Cool tech, but i feel that for all even remotely modern connection types placeholders like this are obsolete and do nothing but slow down showing the real thing.
I'm not really sure that sentiment applies here. People on slow or unreliable connections probably aren't going to rejoice that they get to see blobs of color for a while until the full images load, all for the cost of waiting longer for the full images and loading more total data at the end of the ordeal.
> all for the cost of waiting longer for the full images and loading more total data at the end of the ordeal.
Thumbhash is tiny (like, 28 bytes base64) and can be embedded in the html itself
Replacing all your CSS class names by one or two letter names would save multiple times this amount even on tiny websites, but I'm not seeing nobody doing this
CSS class names probably don't benefit much unless you're on such low end hardware that you're worried about client gzip costs (and at some point we have to determine some reasonable floor to client capabilities). These embedded thumbnails would presumably be essentially incompressible.

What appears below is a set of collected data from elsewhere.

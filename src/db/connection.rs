use std::fs;
use std::path::{Path, PathBuf};

use anyhow::{Context, Result};
use log::{debug, info};
use rusqlite::Connection;

/// Owner of the single SQLite connection. The app opens it once at startup,
/// hands it to the UI, and closes it explicitly on the way out.
pub struct WorkoutStore {
    pub(super) conn: Connection,
    path: Option<PathBuf>,
}

impl WorkoutStore {
    /// Open (or create) the database file, switch it to WAL journaling, and
    /// make sure the `workouts` table exists. Any failure here is fatal for
    /// the caller because no screen can work without the store.
    pub fn open(path: impl AsRef<Path>) -> Result<Self> {
        let path = path.as_ref();
        if let Some(parent) = path.parent() {
            if !parent.as_os_str().is_empty() {
                fs::create_dir_all(parent).context("failed to create data directory")?;
            }
        }

        let conn = Connection::open(path)
            .with_context(|| format!("failed to open SQLite database at {}", path.display()))?;
        let store = Self {
            conn,
            path: Some(path.to_path_buf()),
        };
        store.enable_wal()?;
        store.initialize_schema()?;
        info!("workout store ready at {}", path.display());
        Ok(store)
    }

    /// Same setup as [`WorkoutStore::open`] but nothing touches the disk.
    pub fn open_in_memory() -> Result<Self> {
        let conn = Connection::open_in_memory().context("failed to open in-memory database")?;
        let store = Self { conn, path: None };
        store.enable_wal()?;
        store.initialize_schema()?;
        Ok(store)
    }

    /// Create the table when it is missing. Running it against an existing
    /// database leaves the rows alone.
    pub fn initialize_schema(&self) -> Result<()> {
        self.conn
            .execute(
                "CREATE TABLE IF NOT EXISTS workouts (
                    id INTEGER PRIMARY KEY AUTOINCREMENT,
                    activity TEXT NOT NULL,
                    durationMinutes INTEGER NOT NULL,
                    category TEXT NOT NULL,
                    partnerName TEXT
                )",
                [],
            )
            .context("failed to create workouts table")?;
        debug!("workouts schema initialized");
        Ok(())
    }

    /// Journal mode SQLite reports after the WAL request. In-memory databases
    /// answer `memory` since they have no file to log next to.
    pub fn journal_mode(&self) -> Result<String> {
        self.conn
            .query_row("PRAGMA journal_mode", [], |row| row.get(0))
            .context("failed to read journal mode")
    }

    /// Location of the database file, or `None` for in-memory stores.
    pub fn path(&self) -> Option<&Path> {
        self.path.as_deref()
    }

    /// Release the connection, surfacing errors that `Drop` would swallow.
    pub fn close(self) -> Result<()> {
        self.conn
            .close()
            .map_err(|(_, err)| err)
            .context("failed to close SQLite database")?;
        info!("workout store closed");
        Ok(())
    }

    fn enable_wal(&self) -> Result<()> {
        let mode: String = self
            .conn
            .pragma_update_and_check(None, "journal_mode", "WAL", |row| row.get(0))
            .context("failed to enable WAL journaling")?;
        debug!("journal mode is {mode}");
        Ok(())
    }
}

Well, yes and no. There is lots of waste for sure, but this is really just not warranted. Honestly i'm not sure it ever was. Even 15-20 years ago actual pictures loaded just fine. And don't get me started on text placeholders..
If I was in a far flung part of the world I wouldn’t be perusing content rich bandwidth intensive websites.

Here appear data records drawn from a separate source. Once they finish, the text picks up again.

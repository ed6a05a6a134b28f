//! Domain models that mirror the `workouts` table and get passed throughout
//! the TUI. They stay plain data holders so the store and the screens can
//! focus on persistence and presentation respectively.

use std::fmt;

#[derive(Debug, Clone, PartialEq, Eq)]
/// One persisted workout. Rows are never updated in place, so every field is
/// fixed from the moment the store hands the record back.
pub struct WorkoutRecord {
    /// Primary key assigned by SQLite. The delete flow sends it back to the
    /// store, so we keep it even though the list never displays it.
    pub id: i64,
    /// What the user did ("Running", "Weights", ...).
    pub activity: String,
    /// Duration in minutes, kept exactly as typed. The form does not coerce
    /// it to a number, so "45" and "about an hour" are both valid values.
    pub duration_minutes: String,
    /// Free-form grouping such as "Cardio" or "Strength".
    pub category: String,
    /// Optional training partner. Empty when the user left the field blank.
    pub partner_name: String,
}

impl fmt::Display for WorkoutRecord {
    fn fmt(&self, f: &mut fmt::Formatter<'_>) -> fmt::Result {
        write!(f, "{} ({} min)", self.activity, self.duration_minutes)
    }
}

/// Values collected from the form for a row that does not exist yet.
#[derive(Debug, Clone, Default, PartialEq, Eq)]
pub struct NewWorkout {
    pub activity: String,
    pub duration_minutes: String,
    pub category: String,
    pub partner_name: String,
}

impl NewWorkout {
    /// Convenience constructor used by tests and seeding code.
    pub fn new(
        activity: impl Into<String>,
        duration_minutes: impl Into<String>,
        category: impl Into<String>,
        partner_name: impl Into<String>,
    ) -> Self {
        Self {
            activity: activity.into(),
            duration_minutes: duration_minutes.into(),
            category: category.into(),
            partner_name: partner_name.into(),
        }
    }

    /// Attach the id SQLite generated for this row.
    pub fn into_record(self, id: i64) -> WorkoutRecord {
        WorkoutRecord {
            id,
            activity: self.activity,
            duration_minutes: self.duration_minutes,
            category: self.category,
            partner_name: self.partner_name,
        }
    }
}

I’d be smoking a cig sitting on a worn mattress in the highest floor of an abandoned apartment building typing on a late 90s ThinkPad, negotiating prices on stolen credit card lists through encrypted IRC channels and moving illicit files on SSH servers based in foreign countries.
I'm in a far flung part of the world and a lot of my time is spent in very normal places like the AWS console, not doing any of those cool and dangerous sounding things.

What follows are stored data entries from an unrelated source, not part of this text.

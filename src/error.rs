//! Typed errors for the failures the UI recovers from locally. Everything
//! else (opening the database, terminal setup) travels as `anyhow::Error`.

use thiserror::Error;

/// Raised when a workout submission is missing one of its required fields.
#[derive(Debug, Clone, PartialEq, Eq, Error)]
pub enum ValidationError {
    /// Lists the blank fields in form order, e.g. `["activity", "category"]`.
    #[error("Please fill in {}.", join_fields(.0))]
    MissingFields(Vec<&'static str>),
}

impl ValidationError {
    pub fn missing_fields(&self) -> &[&'static str] {
        match self {
            ValidationError::MissingFields(fields) => fields,
        }
    }
}

fn join_fields(fields: &[&'static str]) -> String {
    match fields {
        [] => String::new(),
        [only] => (*only).to_string(),
        [init @ .., last] => format!("{} and {}", init.join(", "), last),
    }
}
use anyhow::Error;
use ratatui::layout::{Constraint, Direction, Layout, Rect};
use ratatui::style::{Color, Modifier, Style};
use ratatui::text::{Line, Span};

/// Produce a rectangle centered within `area` that spans the requested percent
/// of the width and height. Used for modal dialogs.
pub(crate) fn centered_rect(percent_x: u16, percent_y: u16, area: Rect) -> Rect {
    let horizontal = Layout::default()
        .direction(Direction::Horizontal)
        .constraints([
            Constraint::Percentage((100 - percent_x) / 2),
            Constraint::Percentage(percent_x),
            Constraint::Percentage((100 - percent_x) / 2),
        ])
        .split(area);

    let vertical = Layout::default()
        .direction(Direction::Vertical)
        .constraints([
            Constraint::Percentage((100 - percent_y) / 2),
            Constraint::Percentage(percent_y),
            Constraint::Percentage((100 - percent_y) / 2),
        ])
        .split(horizontal[1]);

    vertical[1]
}

/// Render a bracketed button label, reversed when it has focus.
pub(crate) fn button(label: &str, focused: bool) -> Span<'static> {
    let style = if focused {
        Style::default()
            .fg(Color::Black)
            .bg(Color::Cyan)
            .add_modifier(Modifier::BOLD)
    } else {
        Style::default().fg(Color::Cyan)
    };
    Span::styled(format!("[ {label} ]"), style)
}

/// A key hint such as `Enter save`, with the key highlighted.
pub(crate) fn key_hint(key: &str, action: &str) -> Vec<Span<'static>> {
    vec![
        Span::styled(
            key.to_string(),
            Style::default()
                .fg(Color::Yellow)
                .add_modifier(Modifier::BOLD),
        ),
        Span::raw(format!(" {action}  ")),
    ]
}

/// Join several key hints into one footer line.
pub(crate) fn hint_line(hints: &[(&str, &str)]) -> Line<'static> {
    Line::from(
        hints
            .iter()
            .flat_map(|(key, action)| key_hint(key, action))
            .collect::<Vec<_>>(),
    )
}

/// Extract the most relevant error message from a chained error.
pub(crate) fn surface_error(err: &Error) -> String {
    err.chain()
        .last()
        .map(|cause| cause.to_string())
        .unwrap_or_else(|| err.to_string())
}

When Facebook did it years ago (plus their slim version of the web page) they mentioned India as one important use case. Huge country, a lot of people, but not even remotely a "modern connection". Also other "remote" countries like Australia have worse network performance. Of course you could say you don't care about APAC, but that's not how websites should be build.
Travel to some far flung parts of the world, and see if your hypothesis holds true.